Olivier Rogez et Véronique Tadjo présentent leurs livres

Samedi 10 février, à l’Université Général Lansana Conté de Sonfonia, dans la grande salle de la Bibliothèque américaine, Véronique Tadjo, auteure, Grand Prix littéraire d’Afrique noire (2005), a présenté En compagnie des hommes, son dernier ouvrage, paru en 2017 aux éditions Don Quichotte. Olivier Rogez, grand reporter à Radio France internationale, a aussi présenté le sien L’ivresse du sergent dida, son premier roman, paru en 2017 aux éditions Le Passage, récompensé par le Prix Société des Gens de Lettres 2017 du premier roman. Tous les deux étaient membre du Jury du Prix littéraire Williams Sassine dont la remise avait eu lieu la veille.

La rencontre littéraire a mobilisé plusieurs centaines de participants, écrivains, journalistes, enseignants, étudiants, éditeurs ainsi que le professeur Amadou Koré BAH, Recteur de l’université. Tout a commencé par l’exposé de Bachir Tamsir Niane, qui a fait une étude critique des ouvrages, aussi bien sur la forme que sur le fond.

Dans son livre En compagnie des hommes, 171 pages, Véronique Tadjo traite de la plus grande épidémie d’Ebola qui a frappé l’Afrique de l’ouest entre 2014 et 2016. Elle dit avoir été inspirée par l’ampleur de l’épidémie, mais aussi par le silence qui a suivi la déclaration de sa fin. « Comme tout le monde, j’ai suivi ce qui s’est passé et j’ai été très touchée par la dévastation que l’épidémie a provoquée dans les différents pays en question : la Guinée, le Libéria et la Sierra Leone. La Côte d’Ivoire fait frontière avec la Guinée et donc on s’est sentis vraiment très concernés, moi en particulier. J’ai trouvé les images et les articles catastrophiques. Donc cela m’a amené à une réflexion plus large et plus profonde sur les problèmes sanitaires que nous rencontrons en Afrique de l’Ouest … il nous faut en prendre conscience, prendre en main notre environnement et notre santé », a interpelé l’auteure.

A la différence du premier ouvrage, L’ivresse du sergent dida parle d’un jeune sous-officier qui prend le pouvoir à un moment où son pays s’effondre. Dans ce roman de 314 pages, l’auteur soulève des interrogations qui traversent tous les peuples et toutes les nations. Olivier Rogez  pose la question de savoir « comment le pouvoir nous transforme et comment pouvons-nous transformer le pouvoir ? »
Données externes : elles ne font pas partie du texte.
// ==========================================
// 生产管理系统 - 生产线领域模型
// ==========================================
// 对应表: production_lines
// 规则: 生产线编号、名称统一大写存储；编号全局唯一
// ==========================================

use chrono::NaiveDateTime;
use serde::{Deserialize, Serialize};

use crate::domain::types::LineType;

// ==========================================
// ProductionLine - 生产线
// ==========================================
#[derive(Debug, Clone, PartialEq, Serialize, Deserialize)]
pub struct ProductionLine {
    pub id: i64,
    pub line_number: String,         // 生产线编号（唯一，大写）
    pub line_name: String,           // 生产线名称（大写）
    pub line_type: LineType,         // 生产线类型
    pub shift: i64,                  // 班次
    pub speed: f64,                  // 线速
    pub efficiency: f64,             // 效率（%）
    pub group: Option<i64>,          // 组别
    pub flow_code: Option<String>,   // 流向代码
    pub abbreviation: Option<String>, // 简称
    pub operator_id: Option<String>, // 最后操作人
    pub created_at: Option<NaiveDateTime>,
    pub updated_at: Option<NaiveDateTime>,
}

// ==========================================
// ProductionLineDraft - 新增/更新生产线的输入
// ==========================================
/// 前端提交的生产线数据（不含 id 与时间戳）
///
/// 未知字段直接拒绝，避免前端拼写错误被静默忽略
#[derive(Debug, Clone, PartialEq, Serialize, Deserialize)]
#[serde(deny_unknown_fields)]
pub struct ProductionLineDraft {
    pub line_number: String,
    pub line_name: String,
    pub line_type: LineType,
    pub shift: i64,
    pub speed: f64,
    pub efficiency: f64,
    #[serde(default)]
    pub group: Option<i64>,
    #[serde(default)]
    pub flow_code: Option<String>,
    #[serde(default)]
    pub abbreviation: Option<String>,
}

impl ProductionLineDraft {
    /// 编号与名称转为大写
    pub fn normalize(&mut self) {
        self.line_number = self.line_number.to_uppercase();
        self.line_name = self.line_name.to_uppercase();
    }
}

#[cfg(test)]
mod tests {
    use super::*;

    fn draft() -> ProductionLineDraft {
        ProductionLineDraft {
            line_number: "l01".to_string(),
            line_name: "body line a".to_string(),
            line_type: LineType::Body,
            shift: 2,
            speed: 60.0,
            efficiency: 95.5,
            group: None,
            flow_code: Some("fc1".to_string()),
            abbreviation: None,
        }
    }

    #[test]
    fn test_normalize_uppercases_number_and_name_only() {
        let mut d = draft();
        d.normalize();
        assert_eq!(d.line_number, "L01");
        assert_eq!(d.line_name, "BODY LINE A");
        assert_eq!(d.flow_code.as_deref(), Some("fc1"));
    }

    #[test]
    fn test_draft_rejects_unknown_fields() {
        let json = serde_json::json!({
            "line_number": "L01",
            "line_name": "A",
            "line_type": "车身",
            "shift": 1,
            "speed": 1.0,
            "efficiency": 90.0,
            "colour": "red"
        });
        assert!(serde_json::from_value::<ProductionLineDraft>(json).is_err());
    }

    #[test]
    fn test_draft_optional_fields_default_to_none() {
        let json = serde_json::json!({
            "line_number": "L01",
            "line_name": "A",
            "line_type": "总装",
            "shift": 1,
            "speed": 1.0,
            "efficiency": 90.0
        });
        let d: ProductionLineDraft = serde_json::from_value(json).unwrap();
        assert_eq!(d.group, None);
        assert_eq!(d.line_type, LineType::FinalAssembly);
    }
}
Bachir Tamsir Niane, dans sa présentation critique, relève de nombreux traits communs entre la situation décrite dans le roman et celle de la Guinée. L’auteur explique : « Quand les images me venaient en tête en écrivant, c’était des images de Conakry. Malheureusement, ce n’est pas un livre sur la Guinée, mais c’est un livre très inspiré par la Guinée. Je parle de l’ivresse du pouvoir parce que mon héros est un jeune militaire qui, dans des conditions où la structure politique de son pays s’effondre, prend le pouvoir. Et une fois qu’il le prend, va se poser la question de savoir ce qu’il en fait. C’est une question qu’on doit toujours se poser ! Qu’est-ce qu’on fait quand on a pris le pouvoir. Est-ce qu’on devient un héros ou  un bourreau pour son peuple ? C’est une question centrale qui traverse l’Histoire. Comment le pouvoir nous transforme ? Comment pouvons-nous transformer le pouvoir ? Et le pouvoir doit-il servir à faire le bien de la nation ? »

Professeur Amadou Koré Bah, recteur de l’Université de Sonfonia, a remercié les initiateurs de la rencontre et surtout le choix de Sonfonia pour l’abriter. Il a dit que son institution est à la disposition de toutes les initiatives de ce genre. Il a déclaré vouloir accueillir le CIRD au sein de l’université et mettre en œuvre rapidement les collaborations.